[security-dev 00917]: Re: Cleaning up crypto support]

Brad Wetmore Bradford.Wetmore at Sun.COM
Wed Jun 24 15:13:13 UTC 2009



-------- Original Message --------
Subject: Re: Cleaning up crypto support]
Date: Wed, 24 Jun 2009 08:25:31 +0200
From: Mark Wielaard <mjw at redhat.com>
To: Brad Wetmore <Bradford.Wetmore at Sun.COM>
CC: JDK <XXXXXXXXXXXXXXXXXXXXXXXXX at sun.com>
References: <4A41A4E5.7000604 at sun.com>

Hi Brad,

Any reason not just to continue this discussion on the public lists?

On Tue, 2009-06-23 at 21:00 -0700, Brad Wetmore wrote:
>  > There is still a lot of cruft in the codebase for preventing the usage
>  > of certain crypto algorithms or key-sizes. And we were actually
>  > shipping restricted policies preventing people from using unlimited
>  > crypto.
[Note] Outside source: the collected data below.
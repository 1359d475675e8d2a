//! Per-class batching of 3D-model objects
//!
//! An accumulator exists only while it holds objects: it is started with the
//! first object of a batch and consumed by [`ObjectGroupAccumulator::flush`],
//! so a batch can neither be empty nor be flushed twice.

use crate::domain::{
    Bundle, CityObjectClass, CityObjectId, DisplayForm, ExportedObject, Lod, Placemark,
    SceneGeometry, TextureSet,
};

#[derive(Debug)]
pub struct ObjectGroupAccumulator {
    class: CityObjectClass,
    display_form: DisplayForm,
    lod: Lod,
    limit: usize,
    representative_id: CityObjectId,
    geometry: SceneGeometry,
    textures: TextureSet,
    placemarks: Vec<Placemark>,
}

impl ObjectGroupAccumulator {
    /// Starts a batch with its first object
    ///
    /// A `limit` of zero is treated as one.
    pub fn start(object: ExportedObject, limit: usize) -> Self {
        Self {
            class: object.class,
            display_form: object.display_form,
            lod: object.lod,
            limit: limit.max(1),
            representative_id: object.placemark.object_id,
            geometry: object.geometry,
            textures: object.textures,
            placemarks: vec![object.placemark],
        }
    }

    /// Appends an object to the batch
    pub fn add(&mut self, object: ExportedObject) {
        debug_assert_eq!(object.class, self.class);
        self.geometry.append(object.geometry);
        self.textures.extend(object.textures);
        self.placemarks.push(object.placemark);
    }

    pub fn class(&self) -> CityObjectClass {
        self.class
    }

    pub fn count(&self) -> usize {
        self.placemarks.len()
    }

    pub fn limit(&self) -> usize {
        self.limit
    }

    pub fn representative_id(&self) -> CityObjectId {
        self.representative_id
    }

    pub fn is_full(&self) -> bool {
        self.count() >= self.limit
    }

    /// Consumes the batch into one bundle
    pub fn flush(self) -> Bundle {
        tracing::debug!(
            class = %self.class,
            objects = self.placemarks.len(),
            representative_id = %self.representative_id,
            "Flushing object group"
        );
        Bundle {
            representative_id: self.representative_id,
            class: self.class,
            display_form: self.display_form,
            lod: self.lod,
            geometry: self.geometry,
            textures: self.textures,
            placemarks: self.placemarks,
        }
    }
}

#[cfg(test)]
mod tests {
    use super::*;
    use crate::domain::{Geometry, GeometryKind, GmlId, Surface};

    fn object(id: i64, texture: Option<&str>) -> ExportedObject {
        let object_id = CityObjectId::new(id).unwrap();
        let geometry = SceneGeometry {
            surfaces: vec![Surface {
                surface_id: id * 10,
                geometry: Geometry::new(GeometryKind::Polygon, 3, vec![0.0; 12]),
                texture: texture.map(str::to_string),
                texture_coordinates: Vec::new(),
            }],
            extrusion_height: None,
        };
        ExportedObject {
            class: CityObjectClass::Building,
            display_form: DisplayForm::Collada,
            lod: Lod::new(2).unwrap(),
            textures: TextureSet::from_scene(&geometry),
            geometry,
            placemark: Placemark {
                object_id,
                name: GmlId::new(format!("BLDG_{id}")).unwrap(),
                description: None,
                group_member: false,
            },
        }
    }

    #[test]
    fn test_fills_to_limit() {
        let mut acc = ObjectGroupAccumulator::start(object(1, None), 3);
        assert_eq!(acc.count(), 1);
        assert!(!acc.is_full());

        acc.add(object(2, None));
        acc.add(object(3, None));
        assert!(acc.is_full());
    }

    #[test]
    fn test_flush_combines_members() {
        let mut acc = ObjectGroupAccumulator::start(object(5, Some("tex/a.png")), 10);
        acc.add(object(6, Some("tex/b.png")));
        acc.add(object(7, Some("tex/a.png")));

        let bundle = acc.flush();
        assert_eq!(bundle.representative_id, CityObjectId::new(5).unwrap());
        assert_eq!(bundle.size(), 3);
        assert_eq!(bundle.geometry.surfaces.len(), 3);
        assert_eq!(bundle.textures.len(), 2);
        assert_eq!(
            bundle.member_ids(),
            vec![
                CityObjectId::new(5).unwrap(),
                CityObjectId::new(6).unwrap(),
                CityObjectId::new(7).unwrap()
            ]
        );
    }

    #[test]
    fn test_zero_limit_flushes_every_object() {
        let acc = ObjectGroupAccumulator::start(object(1, None), 0);
        assert_eq!(acc.limit(), 1);
        assert!(acc.is_full());
    }
}
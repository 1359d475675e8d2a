//! Domain models and types for CityKML.
//!
//! # Overview
//!
//! The domain layer provides:
//! - **Strongly-typed identifiers** ([`CityObjectId`], [`GmlId`])
//! - **Export vocabulary** ([`CityObjectClass`], [`DisplayForm`], [`Lod`])
//! - **Pipeline records** ([`WorkItem`], [`ExportedObject`], [`Bundle`])
//! - **Geometry model** ([`Geometry`], [`SceneGeometry`], [`TextureSet`])
//! - **Error types** ([`CityKmlError`], [`TemplateError`], [`DatabaseError`])
//! - **Result type alias** ([`Result`])
//!
//! # Type Safety
//!
//! Database keys and GML identifiers are separate newtypes:
//!
//! ```rust
//! use citykml::domain::{CityObjectId, GmlId};
//!
//! # fn example() -> Result<(), Box<dyn std::error::Error>> {
//! let id = CityObjectId::new(4711)?;
//! let gml_id = GmlId::new("BLDG_0003000e008c4dd6")?;
//! # Ok(())
//! # }
//! ```

pub mod bundle;
pub mod class;
pub mod errors;
pub mod geometry;
pub mod ids;
pub mod result;
pub mod work_item;

// Re-export commonly used types for convenience
pub use bundle::{Bundle, ExportedObject, Placemark};
pub use class::{CityObjectClass, DisplayForm, Lod};
pub use errors::{CityKmlError, DatabaseError, TemplateError};
pub use geometry::{Geometry, GeometryKind, SceneGeometry, Surface, TextureSet};
pub use ids::{CityObjectId, GmlId};
pub use result::Result;
pub use work_item::WorkItem;
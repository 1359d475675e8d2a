//! PostgreSQL/PostGIS integration
//!
//! This module provides the pooled client, the positioned export connection
//! and the value conversions (including EWKB geometry decoding) used to read
//! a 3D city database.

pub mod client;
pub mod connection;
pub mod ewkb;
pub mod values;

pub use client::PostgreSQLClient;
pub use connection::PostgreSQLConnection;
//! Where each class keeps its geometry
//!
//! Every class stores references to `surface_geometry` root rows, either in
//! LOD-specific columns of its own table or in dependent tables joined to
//! the object. The queries built here return one root id per row and bind
//! the object id as `$1`.

use crate::domain::{CityObjectClass, Lod};

struct GeometryColumns {
    table: &'static str,
    /// Column name patterns; `{lod}` is replaced by the level
    columns: &'static [&'static str],
    /// Levels at which the columns exist
    min_lod: u8,
    max_lod: u8,
}

fn own_columns(class: CityObjectClass) -> &'static [GeometryColumns] {
    use CityObjectClass::*;
    match class {
        Building => &[
            GeometryColumns {
                table: "building",
                columns: &["lod0_footprint_id", "lod0_roofprint_id"],
                min_lod: 0,
                max_lod: 0,
            },
            GeometryColumns {
                table: "building",
                columns: &["lod{lod}_solid_id", "lod{lod}_multi_surface_id"],
                min_lod: 1,
                max_lod: 4,
            },
        ],
        WaterBody => &[
            GeometryColumns {
                table: "waterbody",
                columns: &["lod{lod}_multi_surface_id"],
                min_lod: 0,
                max_lod: 1,
            },
            GeometryColumns {
                table: "waterbody",
                columns: &["lod{lod}_solid_id"],
                min_lod: 1,
                max_lod: 4,
            },
        ],
        LandUse => &[GeometryColumns {
            table: "land_use",
            columns: &["lod{lod}_multi_surface_id"],
            min_lod: 0,
            max_lod: 4,
        }],
        SolitaryVegetationObject => &[GeometryColumns {
            table: "solitary_vegetat_object",
            columns: &["lod{lod}_brep_id"],
            min_lod: 1,
            max_lod: 4,
        }],
        PlantCover => &[GeometryColumns {
            table: "plant_cover",
            columns: &["lod{lod}_multi_surface_id", "lod{lod}_multi_solid_id"],
            min_lod: 1,
            max_lod: 4,
        }],
        TransportationComplex => &[GeometryColumns {
            table: "transportation_complex",
            columns: &["lod{lod}_multi_surface_id"],
            min_lod: 1,
            max_lod: 4,
        }],
        ReliefFeature => &[],
        CityFurniture => &[GeometryColumns {
            table: "city_furniture",
            columns: &["lod{lod}_brep_id"],
            min_lod: 1,
            max_lod: 4,
        }],
        GenericCityObject => &[GeometryColumns {
            table: "generic_cityobject",
            columns: &["lod{lod}_brep_id"],
            min_lod: 0,
            max_lod: 4,
        }],
        CityObjectGroup => &[GeometryColumns {
            table: "cityobjectgroup",
            columns: &["brep_id"],
            min_lod: 0,
            max_lod: 4,
        }],
        Bridge => &[GeometryColumns {
            table: "bridge",
            columns: &["lod{lod}_solid_id", "lod{lod}_multi_surface_id"],
            min_lod: 1,
            max_lod: 4,
        }],
        Tunnel => &[GeometryColumns {
            table: "tunnel",
            columns: &["lod{lod}_solid_id", "lod{lod}_multi_surface_id"],
            min_lod: 1,
            max_lod: 4,
        }],
    }
}

/// Queries returning the `surface_geometry` root ids of one object
pub fn root_queries(class: CityObjectClass, lod: Lod) -> Vec<String> {
    let level = lod.get();
    let mut queries: Vec<String> = own_columns(class)
        .iter()
        .filter(|g| (g.min_lod..=g.max_lod).contains(&level))
        .map(|g| {
            let columns = g
                .columns
                .iter()
                .map(|c| c.replace("{lod}", &level.to_string()))
                .collect::<Vec<_>>()
                .join(", ");
            format!("SELECT unnest(ARRAY[{columns}]) FROM {} WHERE id = $1", g.table)
        })
        .collect();

    match class {
        CityObjectClass::Building if level >= 2 => queries.push(format!(
            "SELECT lod{level}_multi_surface_id FROM thematic_surface WHERE building_id = $1"
        )),
        CityObjectClass::Bridge if level >= 2 => queries.push(format!(
            "SELECT lod{level}_multi_surface_id FROM bridge_thematic_surface WHERE bridge_id = $1"
        )),
        CityObjectClass::Tunnel if level >= 2 => queries.push(format!(
            "SELECT lod{level}_multi_surface_id FROM tunnel_thematic_surface WHERE tunnel_id = $1"
        )),
        CityObjectClass::TransportationComplex if level >= 2 => queries.push(format!(
            "SELECT lod{level}_multi_surface_id FROM traffic_area \
             WHERE transportation_complex_id = $1"
        )),
        CityObjectClass::ReliefFeature => queries.push(format!(
            "SELECT tr.surface_geometry_id FROM relief_feat_to_rel_comp rf \
             JOIN relief_component rc ON rc.id = rf.relief_component_id \
             JOIN tin_relief tr ON tr.id = rc.id \
             WHERE rf.relief_feature_id = $1 AND rc.lod = {level}"
        )),
        _ => {}
    }

    queries
}

/// All surfaces below the given roots
pub const SURFACES_SQL: &str = "SELECT sg.id, sg.geometry FROM surface_geometry sg \
     WHERE sg.root_id = ANY($1) AND sg.geometry IS NOT NULL ORDER BY sg.id";

/// All surfaces below the given roots with their texture image and coordinates
pub const TEXTURED_SURFACES_SQL: &str = "SELECT sg.id, sg.geometry, ti.tex_image_uri, tp.texture_coordinates \
     FROM surface_geometry sg \
     LEFT JOIN textureparam tp ON tp.surface_geometry_id = sg.id \
     LEFT JOIN surface_data sd ON sd.id = tp.surface_data_id \
     LEFT JOIN tex_image ti ON ti.id = sd.tex_image_id \
     WHERE sg.root_id = ANY($1) AND sg.geometry IS NOT NULL ORDER BY sg.id";

/// 2D union of all surfaces below the given roots
pub const FOOTPRINT_SQL: &str = "SELECT ST_Union(ST_Force2D(sg.geometry)) FROM surface_geometry sg \
     WHERE sg.root_id = ANY($1) AND sg.geometry IS NOT NULL";

/// Extrusion height: measured height for buildings, envelope height otherwise
pub const EXTRUSION_HEIGHT_SQL: &str = "SELECT COALESCE(b.measured_height, ST_ZMax(co.envelope) - ST_ZMin(co.envelope)) \
     FROM cityobject co LEFT JOIN building b ON b.id = co.id WHERE co.id = $1";

#[cfg(test)]
mod tests {
    use super::*;
    use test_case::test_case;

    fn lod(level: u8) -> Lod {
        Lod::new(level).unwrap()
    }

    #[test]
    fn test_building_lod2_includes_thematic_surfaces() {
        let queries = root_queries(CityObjectClass::Building, lod(2));
        assert_eq!(
            queries,
            vec![
                "SELECT unnest(ARRAY[lod2_solid_id, lod2_multi_surface_id]) FROM building WHERE id = $1"
                    .to_string(),
                "SELECT lod2_multi_surface_id FROM thematic_surface WHERE building_id = $1".to_string(),
            ]
        );
    }

    #[test]
    fn test_building_lod0_uses_footprint_columns() {
        let queries = root_queries(CityObjectClass::Building, lod(0));
        assert_eq!(queries.len(), 1);
        assert!(queries[0].contains("lod0_footprint_id, lod0_roofprint_id"));
    }

    #[test_case(CityObjectClass::CityFurniture, 0, 0 ; "furniture has no lod0")]
    #[test_case(CityObjectClass::CityFurniture, 3, 1 ; "furniture lod3")]
    #[test_case(CityObjectClass::WaterBody, 1, 2 ; "waterbody lod1 surfaces and solid")]
    #[test_case(CityObjectClass::ReliefFeature, 2, 1 ; "relief via components")]
    #[test_case(CityObjectClass::TransportationComplex, 3, 2 ; "transportation with traffic areas")]
    fn test_query_count(class: CityObjectClass, level: u8, expected: usize) {
        assert_eq!(root_queries(class, lod(level)).len(), expected);
    }

    #[test]
    fn test_every_query_binds_the_object() {
        for class in CityObjectClass::ALL {
            for level in 0..=Lod::MAX {
                for query in root_queries(class, lod(level)) {
                    assert!(query.contains("$1"), "{query}");
                }
            }
        }
    }
}
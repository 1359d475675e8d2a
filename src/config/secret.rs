//! Secret handling for credentials in configuration
//!
//! The database connection string carries a password, so it is held in a
//! `secrecy::Secret` that zeroes its buffer on drop and redacts itself in
//! `Debug` output. Call `expose_secret()` only where the driver needs the
//! raw value.
//!
//! # Example
//!
//! ```rust
//! use citykml::config::{redact_connection_string, secret_string};
//! use secrecy::ExposeSecret;
//!
//! let dsn = secret_string("postgresql://citydb:pw@db:5432/berlin".to_string());
//! assert_eq!(dsn.expose_secret().as_ref(), "postgresql://citydb:pw@db:5432/berlin");
//! assert_eq!(redact_connection_string(&dsn), "postgresql://***@db:5432/berlin");
//! ```

use secrecy::{CloneableSecret, DebugSecret, ExposeSecret, Secret, SerializableSecret};
use serde::{Deserialize, Deserializer, Serialize, Serializer};
use zeroize::Zeroize;

/// String payload that can live inside a `Secret`
#[derive(Clone, Debug, Zeroize)]
#[zeroize(drop)]
pub struct SecretValue(String);

impl CloneableSecret for SecretValue {}
impl DebugSecret for SecretValue {}
impl SerializableSecret for SecretValue {}

impl From<String> for SecretValue {
    fn from(s: String) -> Self {
        SecretValue(s)
    }
}

impl PartialEq<str> for SecretValue {
    fn eq(&self, other: &str) -> bool {
        self.0 == other
    }
}

impl AsRef<str> for SecretValue {
    fn as_ref(&self) -> &str {
        &self.0
    }
}

impl SecretValue {
    pub fn is_empty(&self) -> bool {
        self.0.is_empty()
    }

    pub fn starts_with(&self, prefix: &str) -> bool {
        self.0.starts_with(prefix)
    }

    /// Parse the secret value into another type
    pub fn parse<F: std::str::FromStr>(&self) -> Result<F, F::Err> {
        self.0.parse()
    }
}

impl Serialize for SecretValue {
    fn serialize<S>(&self, serializer: S) -> Result<S::Ok, S::Error>
    where
        S: Serializer,
    {
        self.0.serialize(serializer)
    }
}

impl<'de> Deserialize<'de> for SecretValue {
    fn deserialize<D>(deserializer: D) -> Result<Self, D::Error>
    where
        D: Deserializer<'de>,
    {
        String::deserialize(deserializer).map(SecretValue)
    }
}

/// Zeroizing, debug-redacted string
pub type SecretString = Secret<SecretValue>;

/// Wraps a plain string as a [`SecretString`]
#[inline]
pub fn secret_string(value: String) -> SecretString {
    Secret::new(SecretValue::from(value))
}

/// Connection string with the credential part replaced by `***`
///
/// Safe to log. Strings without credentials are returned unchanged.
pub fn redact_connection_string(secret: &SecretString) -> String {
    let raw: &str = secret.expose_secret().as_ref();
    match (raw.split_once("://"), raw.rsplit_once('@')) {
        (Some((scheme, _)), Some((_, host))) => format!("{scheme}://***@{host}"),
        _ => raw.to_string(),
    }
}
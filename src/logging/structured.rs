//! Structured logging setup using tracing
//!
//! Console output is always on; JSON files with rotation are written when
//! `logging.local_enabled` is set.

use crate::config::LoggingConfig;
use crate::domain::{CityKmlError, Result};
use tracing::Level;
use tracing_appender::non_blocking::WorkerGuard;
use tracing_appender::rolling::{RollingFileAppender, Rotation};
use tracing_subscriber::fmt::format::FmtSpan;
use tracing_subscriber::layer::SubscriberExt;
use tracing_subscriber::util::SubscriberInitExt;
use tracing_subscriber::{EnvFilter, Layer};

/// Log file name prefix inside `logging.local_path`
pub const LOG_FILE_NAME: &str = "citykml.log";

/// Guard that must be kept alive for the duration of the program
/// to ensure logs are flushed properly
pub struct LoggingGuard {
    _file_guard: Option<WorkerGuard>,
}

impl LoggingGuard {
    fn new(file_guard: Option<WorkerGuard>) -> Self {
        Self {
            _file_guard: file_guard,
        }
    }
}

/// Initialize the logging system based on configuration
///
/// `RUST_LOG` takes precedence over `log_level_str` when set.
///
/// # Returns
///
/// A `LoggingGuard` that must be kept alive for the duration of the program
///
/// # Example
///
/// ```no_run
/// use citykml::logging::init_logging;
/// use citykml::config::LoggingConfig;
///
/// let config = LoggingConfig::default();
/// let _guard = init_logging("info", &config).expect("Failed to initialize logging");
/// ```
///
/// # Errors
///
/// Returns `CityKmlError::Configuration` for an unknown level or rotation,
/// or when the log directory cannot be created.
pub fn init_logging(log_level_str: &str, config: &LoggingConfig) -> Result<LoggingGuard> {
    let log_level = parse_log_level(log_level_str)?;

    let env_filter = EnvFilter::try_from_default_env()
        .unwrap_or_else(|_| EnvFilter::new(format!("citykml={}", log_level)));

    let mut layers = Vec::new();

    let console_layer = tracing_subscriber::fmt::layer()
        .with_target(true)
        .with_thread_ids(true)
        .with_span_events(FmtSpan::CLOSE)
        .with_filter(env_filter.clone());

    layers.push(console_layer.boxed());

    let file_guard = if config.local_enabled {
        let rotation = parse_rotation(&config.local_rotation)?;

        std::fs::create_dir_all(&config.local_path).map_err(|e| {
            CityKmlError::Configuration(format!(
                "Failed to create log directory {}: {}",
                config.local_path, e
            ))
        })?;

        let file_appender = RollingFileAppender::new(rotation, &config.local_path, LOG_FILE_NAME);
        let (non_blocking, guard) = tracing_appender::non_blocking(file_appender);

        let file_layer = tracing_subscriber::fmt::layer()
            .json()
            .with_target(true)
            .with_thread_ids(true)
            .with_span_events(FmtSpan::CLOSE)
            .with_writer(non_blocking)
            .with_filter(env_filter);

        layers.push(file_layer.boxed());
        Some(guard)
    } else {
        None
    };

    tracing_subscriber::registry().with(layers).init();

    tracing::info!(
        local_enabled = config.local_enabled,
        local_path = %config.local_path,
        rotation = %config.local_rotation,
        "Logging initialized"
    );

    Ok(LoggingGuard::new(file_guard))
}

fn parse_log_level(level_str: &str) -> Result<Level> {
    match level_str.to_lowercase().as_str() {
        "trace" => Ok(Level::TRACE),
        "debug" => Ok(Level::DEBUG),
        "info" => Ok(Level::INFO),
        "warn" => Ok(Level::WARN),
        "error" => Ok(Level::ERROR),
        _ => Err(CityKmlError::Configuration(format!(
            "Invalid log level: {}. Must be one of: trace, debug, info, warn, error",
            level_str
        ))),
    }
}

fn parse_rotation(rotation: &str) -> Result<Rotation> {
    match rotation {
        "daily" => Ok(Rotation::DAILY),
        "hourly" => Ok(Rotation::HOURLY),
        "never" => Ok(Rotation::NEVER),
        other => Err(CityKmlError::Configuration(format!(
            "Invalid log rotation: {}. Must be one of: daily, hourly, never",
            other
        ))),
    }
}

#[cfg(test)]
mod tests {
    use super::*;

    #[test]
    fn test_parse_log_level_valid() {
        assert_eq!(parse_log_level("trace").unwrap(), Level::TRACE);
        assert_eq!(parse_log_level("debug").unwrap(), Level::DEBUG);
        assert_eq!(parse_log_level("info").unwrap(), Level::INFO);
        assert_eq!(parse_log_level("warn").unwrap(), Level::WARN);
        assert_eq!(parse_log_level("error").unwrap(), Level::ERROR);
    }

    #[test]
    fn test_parse_log_level_case_insensitive() {
        assert_eq!(parse_log_level("TRACE").unwrap(), Level::TRACE);
        assert_eq!(parse_log_level("Debug").unwrap(), Level::DEBUG);
    }

    #[test]
    fn test_parse_log_level_invalid() {
        assert!(parse_log_level("verbose").is_err());
        assert!(parse_log_level("").is_err());
    }

    #[test]
    fn test_parse_rotation() {
        assert_eq!(parse_rotation("daily").unwrap(), Rotation::DAILY);
        assert_eq!(parse_rotation("hourly").unwrap(), Rotation::HOURLY);
        assert_eq!(parse_rotation("never").unwrap(), Rotation::NEVER);
        assert!(parse_rotation("size").is_err());
    }

    #[test]
    fn test_logging_guard_creation() {
        let guard = LoggingGuard::new(None);
        drop(guard);
    }
}
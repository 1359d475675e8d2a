//! Compiled balloon statements
//!
//! A statement is one top-level `<3DCityDB>...</3DCityDB>` span. Its kind is
//! decided at template compile time; its SQL is produced lazily on first
//! execution and memoized in a tri-state cache slot.

use super::sql::{self, CompiledQuery};
use crate::domain::TemplateError;
use std::sync::{Mutex, MutexGuard};

/// State of a statement's lazily compiled SQL
#[derive(Debug, Clone, PartialEq)]
pub enum SqlCache {
    /// No compilation has been attempted yet
    NotAttempted,
    /// Compilation succeeded; the query is reused for every object
    Compiled(CompiledQuery),
    /// Compilation failed; never retried
    Failed,
}

/// Piece of a nested statement's raw text
#[derive(Debug)]
pub enum Segment {
    Text(String),
    Inner(Box<BalloonStatement>),
}

#[derive(Debug)]
pub enum StatementKind {
    /// Plain shorthand lookup
    Simple,
    /// Raw text containing further spans, expanded at execution time
    Nested(Vec<Segment>),
    /// Repeating block rendered once per result row
    Foreach { body: String },
}

#[derive(Debug)]
pub struct BalloonStatement {
    raw: String,
    kind: StatementKind,
    cache: Mutex<SqlCache>,
}

impl BalloonStatement {
    pub fn simple(raw: impl Into<String>) -> Self {
        Self::with_kind(raw, StatementKind::Simple)
    }

    pub fn nested(raw: impl Into<String>, segments: Vec<Segment>) -> Self {
        Self::with_kind(raw, StatementKind::Nested(segments))
    }

    pub fn foreach(raw: impl Into<String>, body: impl Into<String>) -> Self {
        Self::with_kind(raw, StatementKind::Foreach { body: body.into() })
    }

    fn with_kind(raw: impl Into<String>, kind: StatementKind) -> Self {
        Self {
            raw: raw.into(),
            kind,
            cache: Mutex::new(SqlCache::NotAttempted),
        }
    }

    /// Text between the markers, inner markers included
    pub fn raw_text(&self) -> &str {
        &self.raw
    }

    pub fn kind(&self) -> &StatementKind {
        &self.kind
    }

    pub fn is_nested(&self) -> bool {
        matches!(self.kind, StatementKind::Nested(_))
    }

    pub fn is_foreach(&self) -> bool {
        matches!(self.kind, StatementKind::Foreach { .. })
    }

    pub fn foreach_body(&self) -> Option<&str> {
        match &self.kind {
            StatementKind::Foreach { body } => Some(body),
            _ => None,
        }
    }

    /// Number of selected columns, known once the SQL has compiled
    pub fn column_count(&self) -> Option<usize> {
        match &*self.lock_cache() {
            SqlCache::Compiled(query) => Some(query.column_count),
            _ => None,
        }
    }

    /// Snapshot of the cache slot
    pub fn sql_cache(&self) -> SqlCache {
        self.lock_cache().clone()
    }

    fn lock_cache(&self) -> MutexGuard<'_, SqlCache> {
        // The slot is only ever replaced wholesale, so a poisoned lock still
        // holds a consistent value.
        self.cache.lock().unwrap_or_else(|e| e.into_inner())
    }

    /// Returns the memoized query, compiling it on first use
    ///
    /// Nested statements are never cached here: their text depends on the
    /// object being rendered.
    ///
    /// # Errors
    ///
    /// Returns the compile error on the first failed attempt and
    /// `TemplateError::UnsupportedReference` on every later call.
    pub fn compiled_query(&self) -> Result<CompiledQuery, TemplateError> {
        let mut cache = self.lock_cache();
        match &*cache {
            SqlCache::Compiled(query) => Ok(query.clone()),
            SqlCache::Failed => Err(TemplateError::unsupported(
                self.raw.trim(),
                "statement failed to compile earlier",
            )),
            SqlCache::NotAttempted => match sql::compile(&self.raw, self.is_foreach()) {
                Ok(query) => {
                    *cache = SqlCache::Compiled(query.clone());
                    Ok(query)
                }
                Err(e) => {
                    *cache = SqlCache::Failed;
                    Err(e)
                }
            },
        }
    }
}

#[cfg(test)]
mod tests {
    use super::*;

    #[test]
    fn test_cache_moves_to_compiled_once() {
        let statement = BalloonStatement::simple("BUILDING/MEASURED_HEIGHT");
        assert_eq!(statement.sql_cache(), SqlCache::NotAttempted);
        assert_eq!(statement.column_count(), None);

        let first = statement.compiled_query().unwrap();
        assert!(matches!(statement.sql_cache(), SqlCache::Compiled(_)));
        assert_eq!(statement.compiled_query().unwrap(), first);
        assert_eq!(statement.column_count(), Some(1));
    }

    #[test]
    fn test_failed_compilation_is_not_retried() {
        let statement = BalloonStatement::simple("BUILDING/NOT_A_COLUMN");
        let first = statement.compiled_query().unwrap_err();
        assert!(first.to_string().contains("NOT_A_COLUMN"));
        assert_eq!(statement.sql_cache(), SqlCache::Failed);

        let second = statement.compiled_query().unwrap_err();
        assert!(second.to_string().contains("failed to compile earlier"));
        assert_eq!(statement.sql_cache(), SqlCache::Failed);
    }

    #[test]
    fn test_kind_accessors() {
        let foreach = BalloonStatement::foreach("FOREACH ADDRESS/STREET", "<li>%1</li>");
        assert!(foreach.is_foreach());
        assert_eq!(foreach.foreach_body(), Some("<li>%1</li>"));

        let nested = BalloonStatement::nested(
            "x",
            vec![Segment::Text("x".to_string())],
        );
        assert!(nested.is_nested());
        assert!(nested.foreach_body().is_none());
    }
}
Oops.
> 
> With the above out of the way, I understand and appreciate the 
> motivation for what you'd like to do.  However, I don't think this is a 
> fix I can take in its current form.

OK, lets see how we can get it into a form that is acceptable.

> Somehow we need to keep the code available, while allowing those that 
> don't want this functionality to have it be optional.
> 
> Believe it or not, we occasionally get product requests for *WEAKER* 
> crypto policy files to satisfy some country's import requirements.  I 
> don't know exactly how many JDK implementations care about limited 
> crypto/exemption mechanisms/signed providers, but that number is 
> definitely greater than one.  Just stripping out these large chunks of 
> code would require those implementations put it all back in.  As you 
> note, that's a fair amount of code.  Duplicating large chunks of 
> Cipher/JCESecurity/etc. in the "closed" area isn't the answer either, 
> open implementations should have access to the same code/functionality 
> if they need it.

OK, I thought by concentrating on just Cipher and JCESecurity that was
the simplest approach, since then it is just those two classes that need
extra work for those that wish to create closed restricted crypto, while
keeping the code clean for those that just base their work on the open
code.

> One of the reasons I haven't responded yet is that I was trying to think 
> of a nice way to do minimal compile-type options that would allow both 
> goals without adding too many hooks or complicated Makefiles, but I'm 
> coming up short on both brilliant ideas and time.  This is the one place 
> where I'd give my left earlobe for #ifdef's in Java.  We used to do this 
> in Solaris all the time.

Most people will never have to deal with any of the closed non-GPL code,
and so will never even be able to create any restricted crypto since
they will provide the full sources to their users as it should be. So it
is somewhat hard to see what you want to keep and why, since all I have
is the public code and none of it seems very effective in "closing down"
crypto in the first place (and obviously it will not if the end user
gets the source code anyway).

So what my patch does is clean up the code so as far as I can see one
only needs one to replace two classes (Crypto and JCESecurity) if so
desired (it has been a very long time ago I wrote the patch though, so
maybe I overlooked something that I don't remember now). But you would
like to see more fine grained hooks. Could you describe which hooks you
want to keep ?

BTW. My first reason to write the patch was because the defaults caused
"restricted" crypto to not be available unless one installed some
(bogus) policy files. That wasn't something distros did, so end users
got a surprise since not all algorithms worked out of the box.